現場を出ても消えないもの② 実務をやった年数

建設業の許可を取る会社は、営業所ごとに営業所技術者を専任で置かなければなりません。その要件の一つが、建設業法7条2号ロの「許可を受けようとする建設業に係る建設工事に関し10年以上の実務の経験を有する者」です。指定学科を出ていれば高校卒で5年、大学・高専卒で3年に短くなります(同号イ)。

もう一つ、建設業法施行規則7条1号イ(1)は、常勤役員等のうち1人が建設業に関し5年以上の経営業務の管理責任者としての経験を持つことを求めています。

つまり現場でやってきた年数は、会社が許可を維持するために必要とされている数字だということです。同じ会社の中で内勤に移る、あるいは許可を取りたい会社へ移るという道が現実にあるのは、この条文があるからです。年数の数え方そのものは見習い職人の期間はどれくらい続くのかで扱っています。

(出典:e-Gov法令検索「建設業法」7条、「建設業法施行規則」7条・2026年8月29日時点の現行条文)

結局、行き先はどう分かれるのか?

ここまでを整理すると、大きく3つです。

  1. 同じ職種で、別の会社へ……入職者の約7割が転職入職者という数字は、この道がいちばん太いことを示しています。人間関係や単価が理由なら、職種ごと変える前にここを試す順番があります
  2. 建設の中で、現場から外れる……営業所技術者や経営業務の管理責任者のように、年数そのものが要件になっている役割があります。測量・建設コンサルタント・地質調査は業者数が広がっていないので、求人の出方は会社ごとに確かめる
  3. 建設の外へ……この場合でも、技能士の名称と、施工写真や現場の記録は持ち出せます

やめるか続けるかを決める前の材料の集め方は職人をやめるか続けるか、判断の材料に、年齢が上がってからの入り直しについては30代・40代から職人に転職できるかにまとめています。

まとめ

  • 令和6年の建設業は入職29万4,000人・離職25万300人で、4万3,700人の入職超過。離職率10.0%は産業計より4.2ポイント低い
  • 入ってくる人のおよそ7割が転職入職者。戻る道もここに含まれる
  • 2026年8月28日公表の登録業者数は測量業10,924で22年連続減、建設コンサルタント3,917、地質調査業1,229。現場の外の受け皿は広がっていない
  • 消えないのは技能士の名称(職業能力開発促進法50条)と実務の年数(建設業法7条2号ロの10年、施行規則7条1号イの5年)
  • 道具はすぐに売らない。売り直すと、戻る選択肢だけが先に消える

許可の要件に自分の経験が当てはまるかどうかは、実務経験の内容と証明のしかたで判断が変わります。一般的にはここに書いたとおりですが、実際の扱いは都道府県の建設業許可の窓口にご確認ください。技能検定の受検資格は、指定試験機関や都道府県の職業能力開発協会が窓口です。

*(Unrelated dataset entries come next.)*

// ABOUTME: Integration tests for the session tier routes
// ABOUTME: Login callback, identity lookup, logout, and the owner bootstrap
//
// Licensed under either of Apache License, Version 2.0 or MIT License at your option.
// Copyright ©2025 Reach+ Agency

mod common;

use axum::body::Body;
use axum::http::{Request, StatusCode};
use common::{create_test_resources, create_test_resources_with_config, test_router};
use reach_portal_server::config::environment::ServerConfig;
use serde_json::json;
use tower::ServiceExt;

/// Drive the login callback directly so the raw response headers are visible
async fn login(
    router: &axum::Router,
    payload: &serde_json::Value,
) -> (StatusCode, Option<String>, serde_json::Value) {
    let request = Request::builder()
        .method("POST")
        .uri("/auth/callback")
        .header("content-type", "application/json")
        .body(Body::from(payload.to_string()))
        .unwrap();

    let response = router.clone().oneshot(request).await.unwrap();
    let status = response.status();
    let cookie = response
        .headers()
        .get("set-cookie")
        .and_then(|v| v.to_str().ok())
        .map(ToString::to_string);
    let bytes = axum::body::to_bytes(response.into_body(), usize::MAX).await.unwrap();
    let body = serde_json::from_slice(&bytes).unwrap_or(serde_json::Value::Null);

    (status, cookie, body)
}

#[tokio::test]
async fn test_login_callback_creates_user_and_sets_cookie() {
    let resources = create_test_resources().await.unwrap();
    let router = test_router(&resources);

    let (status, cookie, body) = login(
        &router,
        &json!({ "open_id": "oid-1", "name": "Ada", "email": "ada@example.com" }),
    )
    .await;

    assert_eq!(status, StatusCode::OK);
    assert_eq!(body["name"], "Ada");
    assert_eq!(body["role"], "user");

    let cookie = cookie.expect("session cookie set");
    assert!(cookie.starts_with("reach_session="));
    assert!(cookie.contains("HttpOnly"));

    let user = resources
        .database
        .get_user_by_open_id("oid-1")
        .await
        .unwrap()
        .expect("user row created on first login");
    assert_eq!(user.name.as_deref(), Some("Ada"));
}

#[tokio::test]
async fn test_login_callback_requires_open_id() {
    let resources = create_test_resources().await.unwrap();
    let router = test_router(&resources);

    let (status, _, _) = login(&router, &json!({ "open_id": "" })).await;
    assert_eq!(status, StatusCode::BAD_REQUEST);
}

#[tokio::test]
async fn test_owner_identity_is_elevated_through_the_callback() {
    let mut config = ServerConfig::default();
    config.owner.open_id = Some("the-owner".into());
    let resources = create_test_resources_with_config(config).await.unwrap();
    let router = test_router(&resources);

    let (_, _, body) = login(&router, &json!({ "open_id": "the-owner" })).await;
    assert_eq!(body["role"], "admin");

    let (_, _, body) = login(&router, &json!({ "open_id": "visitor" })).await;
    assert_eq!(body["role"], "user");
}

#[tokio::test]
async fn test_me_reflects_the_session_cookie() {
    let resources = create_test_resources().await.unwrap();
    let router = test_router(&resources);

    let (_, cookie, _) = login(&router, &json!({ "open_id": "oid-1", "name": "Ada" })).await;
    let cookie = cookie.unwrap();
    // Send back only the name=value pair, as a browser would
    let pair = cookie.split(';').next().unwrap().to_string();

    let request = Request::builder()
        .method("GET")
        .uri("/auth/me")
        .header("cookie", &pair)
        .body(Body::empty())
        .unwrap();
    let response = router.clone().oneshot(request).await.unwrap();
    assert_eq!(response.status(), StatusCode::OK);
    let bytes = axum::body::to_bytes(response.into_body(), usize::MAX).await.unwrap();
    let body: serde_json::Value = serde_json::from_slice(&bytes).unwrap();
    assert_eq!(body["name"], "Ada");

    // Without a session, me is null rather than an error
    let request = Request::builder()
        .method("GET")
        .uri("/auth/me")
        .body(Body::empty())
        .unwrap();
    let response = router.clone().oneshot(request).await.unwrap();
    assert_eq!(response.status(), StatusCode::OK);
    let bytes = axum::body::to_bytes(response.into_body(), usize::MAX).await.unwrap();
    let body: serde_json::Value = serde_json::from_slice(&bytes).unwrap();
    assert!(body.is_null());
}

#[tokio::test]
async fn test_logout_clears_the_cookie() {
    let resources = create_test_resources().await.unwrap();
    let router = test_router(&resources);

    let request = Request::builder()
        .method("POST")
        .uri("/auth/logout")
        .body(Body::empty())
        .unwrap();
    let response = router.clone().oneshot(request).await.unwrap();
    assert_eq!(response.status(), StatusCode::OK);

    let cookie = response
        .headers()
        .get("set-cookie")
        .and_then(|v| v.to_str().ok())
        .unwrap();
    assert!(cookie.contains("Max-Age=0"));
    assert!(cookie.starts_with("reach_session=;"));
}
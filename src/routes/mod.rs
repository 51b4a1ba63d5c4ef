// ABOUTME: Route module organization for portal HTTP endpoints
// ABOUTME: Routes are grouped by trust tier with thin handlers delegating to the data layer
//
// Licensed under either of Apache License, Version 2.0 or MIT License at your option.
// Copyright ©2025 Reach+ Agency

//! Route modules for the portal server
//!
//! Each module owns one trust tier and contains only route definitions and
//! thin handler functions. Authorization is enforced per call; no decision
//! is cached across requests.

/// Admin tier: inbound-inquiry triage (contacts, budgets)
pub mod admin;
/// Session tier: login callback, identity lookup, logout
pub mod auth;
/// Protected tier: caller-scoped client data (clients, messages, reports)
pub mod client;
/// Health check and system status routes
pub mod health;
/// Public tier: content listing and form submissions
pub mod public;

pub use admin::AdminRoutes;
pub use auth::AuthRoutes;
pub use client::ClientPortalRoutes;
pub use health::HealthRoutes;
pub use public::PublicRoutes;
//! Redirect-following and trust-boundary policy engine for the ewe-platform
//! http client.
//!
//! WHY: Following a redirect is more than re-issuing a request to a new
//! `Location`. The follow-up must pick the right method, must not leak
//! credentials or cookies across trust boundaries, must re-decide proxy
//! routing for the new host and must stay bounded in length.
//!
//! WHAT: Pure policy pieces (`url`, `method`, `proxies`) plus the stateful
//! [`client::RedirectResolver`] that consults them on every hop.
//!
//! HOW: The resolver is an explicit state machine advanced one hop at a
//! time, either handing each follow-up request back to the caller or driving
//! a [`client::Transport`] itself.

pub mod client;
pub mod config;
pub mod method;
pub mod proxies;
pub mod url;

辞めたあとにどこへ行ったかという話は、職人になりたい人の掲示板にも出ています。逆側から見た話も、判断の材料になります。

※本記事は2026年8月29日時点の情報です。出典:厚生労働省「令和6年 雇用動向調査結果の概況」付属統計表、国土交通省2026年8月28日報道発表「建設関連業 登録業者数調査(令和7年度)」、e-Gov法令検索(職業能力開発促進法・建設業法・建設業法施行規則、いずれも2026年8月29日時点の現行条文)。